Detto che la sceneggiatura, di Valentina Ferlan, compagna del regista, sembra scritta su uno scontrino da bar, tra un servizio e l’altro ai tavoli in una sera super affollata, “Ultimo stadio”, aperto da una citazione di Bertolt Brecht (“L’uomo è buono, il vitello saporito”) e dedicato al figlio Lupo (poi piazzato come attore sia ne ”Gli equilibristi” sia ne “I nostri ragazzi”), accumula episodi, vicende, situazioni e personaggi che a volte si sfiorano o incrociano, più spesso proseguono autonomi, con la consistenza di siparietti sterili e caciaroni messi tutti insieme un po’ a casaccio in un ridondante e plateale calderone senza arte né parte, tanto che, a più riprese, ci si pone la stessa domanda che si fa il personaggio di Giorgio Colangeli, nel prendere amaramente atto del progressivo disfacimento della sua famiglia: “C’è qualcosa che non va.” Il tono è quello di una barzelletta venuta male, giocato su un registro esageratamente grottesco e sopra le righe (esemplare l’incipit con i due giovani che, a bordo campo, se la ridono di gusto alla notizia, appena ricevuta, della morte della madre dell’arbitro Toscani) che il regista, pure interprete nei panni dello zotico Massimo, non sa gestire né adeguatamente controllare, rimanendo desolatamente sulla superficie delle cose, crogiolandosi in continue riprese velocizzate, a scatti o che a tutti i costi vogliono apparire originali, sbarellando in risvolti melodrammatici posticci e forzati (la patetica vicenda di Angelo e del figlioletto talento del calcio) o in soluzioni quasi gangsteristiche (la conclusione della vicenda di Marco e suo fratello) paradossali e ai limiti dell’idiozia.

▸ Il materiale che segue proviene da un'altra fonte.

use bytes::BytesMut;
use tokio_util::codec::{Decoder, Encoder};

use crate::error::{DecodeError, EncodeError};
use crate::types::{packet_type, MQTT, MQTT_LEVEL_311, MQTT_LEVEL_5};
use crate::utils;

/// Supported MQTT dialects
#[derive(Copy, Clone, Debug, PartialEq, Eq)]
pub enum ProtocolVersion {
    /// MQTT 3.1.1 (protocol level 4)
    MQTT3,
    /// MQTT 5.0 (protocol level 5)
    MQTT5,
}

impl ProtocolVersion {
    #[inline]
    pub fn as_str(&self) -> &'static str {
        match self {
            ProtocolVersion::MQTT3 => "MQTTv3.1.1",
            ProtocolVersion::MQTT5 => "MQTTv5",
        }
    }
}

/// Wire bytes of the negative CONNACK sent when the protocol level is not
/// 4 or 5: session-present 0, return code `UnacceptableProtocolVersion`.
pub const UNACCEPTABLE_PROTOCOL_CONNACK: [u8; 4] = [0x20, 0x02, 0x00, 0x01];

/// MQTT 5 reason code for the same refusal, for callers that already know
/// the peer speaks the 5.0 dialect.
pub const UNSUPPORTED_PROTOCOL_VERSION_V5: u8 = 0x84;

/// Codec that inspects the first CONNECT packet to determine the protocol
/// version without consuming any bytes. The `Framed` read buffer keeps the
/// packet intact, so swapping in the version-specific codec replays it; this
/// is the tee-and-replay step of version negotiation.
#[derive(Debug)]
pub struct VersionCodec;

impl Decoder for VersionCodec {
    type Item = ProtocolVersion;
    type Error = DecodeError;

    fn decode(&mut self, src: &mut BytesMut) -> Result<Option<Self::Item>, Self::Error> {
        let len = src.len();
        if len < 2 {
            return Ok(None);
        }

        let src_slice = src.as_ref();
        let first_byte = src_slice[0];
        match utils::decode_variable_length(&src_slice[1..])? {
            Some((_, mut consumed)) => {
                consumed += 1;

                if first_byte != packet_type::CONNECT {
                    return Err(DecodeError::UnsupportedPacketType);
                }
                if len <= consumed + 6 {
                    return Ok(None);
                }

                let protocol_len = u16::from_be_bytes(
                    src[consumed..consumed + 2].try_into().map_err(|_| DecodeError::InvalidProtocol)?,
                );
                ensure!(
                    protocol_len == 4 && &src[consumed + 2..consumed + 6] == MQTT,
                    DecodeError::InvalidProtocol
                );

                match src[consumed + 2 + protocol_len as usize] {
                    MQTT_LEVEL_311 => Ok(Some(ProtocolVersion::MQTT3)),
                    MQTT_LEVEL_5 => Ok(Some(ProtocolVersion::MQTT5)),
                    _ => Err(DecodeError::UnsupportedProtocolLevel),
                }
            }
            None => Ok(None),
        }
    }
}

impl Encoder<ProtocolVersion> for VersionCodec {
    type Error = EncodeError;

    fn encode(&mut self, _: ProtocolVersion, _: &mut BytesMut) -> Result<(), Self::Error> {
        Err(EncodeError::UnsupportedVersion)
    }
}

#[cfg(test)]
mod tests {
    use super::*;
    use bytes::BytesMut;

    #[test]
    fn test_invalid_protocol_name() {
        let mut buf = BytesMut::from(
            b"\x10\x23\x00\x04MQXX\x04\x02\x00\x3c\x00\x0512345".as_ref(),
        );
        assert!(matches!(VersionCodec.decode(&mut buf), Err(DecodeError::InvalidProtocol)));
    }

    #[test]
    fn test_mqtt3_protocol_detection() {
        let mut buf = BytesMut::from(b"\x10\x98\x02\0\x04MQTT\x04\xc0\0\x0f\0\x02d1\0|testhub.".as_ref());
        let before = buf.len();
        assert_eq!(VersionCodec.decode(&mut buf).unwrap(), Some(ProtocolVersion::MQTT3));
        // nothing consumed, the buffered packet is replayed by the real codec
        assert_eq!(buf.len(), before);
    }

    #[test]
    fn test_mqtt5_protocol_detection() {
        let mut buf = BytesMut::from(b"\x10\x98\x02\0\x04MQTT\x05\xc0\0\x0f\0\x02d1\0|testhub.".as_ref());
        assert_eq!(VersionCodec.decode(&mut buf).unwrap(), Some(ProtocolVersion::MQTT5));
    }

    #[test]
    fn test_unsupported_levels() {
        for level in [3u8, 6u8] {
            let mut buf = BytesMut::from(b"\x10\x10\x00\x04MQTT".as_ref());
            buf.extend_from_slice(&[level]);
            buf.extend_from_slice(b"\x02\x00\x3c\x00\x00");
            assert!(
                matches!(VersionCodec.decode(&mut buf), Err(DecodeError::UnsupportedProtocolLevel)),
                "level {}",
                level
            );
        }
    }

    #[test]
    fn test_partial_packet_handling() {
        let mut buf = BytesMut::from(b"\x10\x98\x02\0\x04MQTT\x05".as_ref());
        assert_eq!(VersionCodec.decode(&mut buf).unwrap(), Some(ProtocolVersion::MQTT5));

        let mut buf = BytesMut::from(b"\x10\x98\x02\0\x04".as_ref());
        assert_eq!(VersionCodec.decode(&mut buf).unwrap(), None);
    }

    #[test]
    fn test_non_connect_first_packet() {
        let mut buf = BytesMut::from(b"\x30\x0b\x00\x05topicdata".as_ref());
        assert!(matches!(VersionCodec.decode(&mut buf), Err(DecodeError::UnsupportedPacketType)));
    }
}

Il film, assordato oltre tutto da una colonna sonora invadente e sempre al massimo volume, sarà pure volutamente sgradevole e provocatorio ma il cinismo puzza di avariato, le considerazioni sono di riporto, la satira è spuntata, il linguaggio è da ultrà (De Matteo è stato tifoso laziale e al fenomeno ha dedicato il documentario “Prigionieri di una fede”), lo stile è greve, la fotografia umana che ne esce è oltre modo sfocata. Un solo fotogramma de “I Mostri” risulta più incisivo e feroce di questa accozzaglia di volgarità e sciocchezze, percorsa per di più da un razzismo di fondo assai fastidioso verso le donne (il dialogo tra Angelo e l’amico Pino, dietro la rete, al campo di calcio, sulle rispettive mogli ormai sfatte – “Poi dice che uno va a mignotte!” – o i pesanti commenti di Massimo con i suoi amici su Alice), gli extracomunitari (“A labbrona” è il delicato epiteto rivolto a una donna di colore, mentre il figlioletto, che sta per tirare un calcio di rigore, viene apostrofato dai genitori/tifosi avversari con un elegantissimo “A scimpanzè de merda”), i gay (il ricorrente termine frocio). Un cortocircuito straniante in forza del quale si cade rovinosamente in quelle stesse situazioni che si vorrebbero criticare. Attori in imbarazzante e deprimente libera uscita con un Giorgio Colangeli (il padre fanatico deluso dai figli) che non si può vedere, un Valerio Mastandrea (poi per il regista protagonista assoluto de “Gli equilibristi”) in una comparsata che non lascia traccia e un Elio Germano quasi agli esordi, ma già pericolosamente sovreccitato e senza misura (qui si mette pure a scimmiottare con un peluche il Bob De Niro di “Taxi Driver”). Germano farà ancora coppia con Victoria Larchenko (Alice) nel successivo lavoro del regista “La bella gente”.

Nel disastro si salvano un tenero e dignitoso Rolando Ravello, nei panni di un figlio di papà senza ambizioni, che vorrebbe essere solo lasciato in pace, “in panchina” per godersi la sua “squallida, normalissima esistenza” e un Franco Nero che dimostra senza fatica di essere una spanna sopra tutti e che, inconsapevolmente, nel commentare con brutalità un editoriale irricevibile del suo giornale, fornisce un assist perfetto per il più classico degli autogol: “Questa roba fa cagare. E’ qualunquismo da quattro soldi. E’ la banalità, la banalità con cui viene trattato il soggetto. Non mi suscita alcuna curiosità o interesse!” Che stesse parlando del film?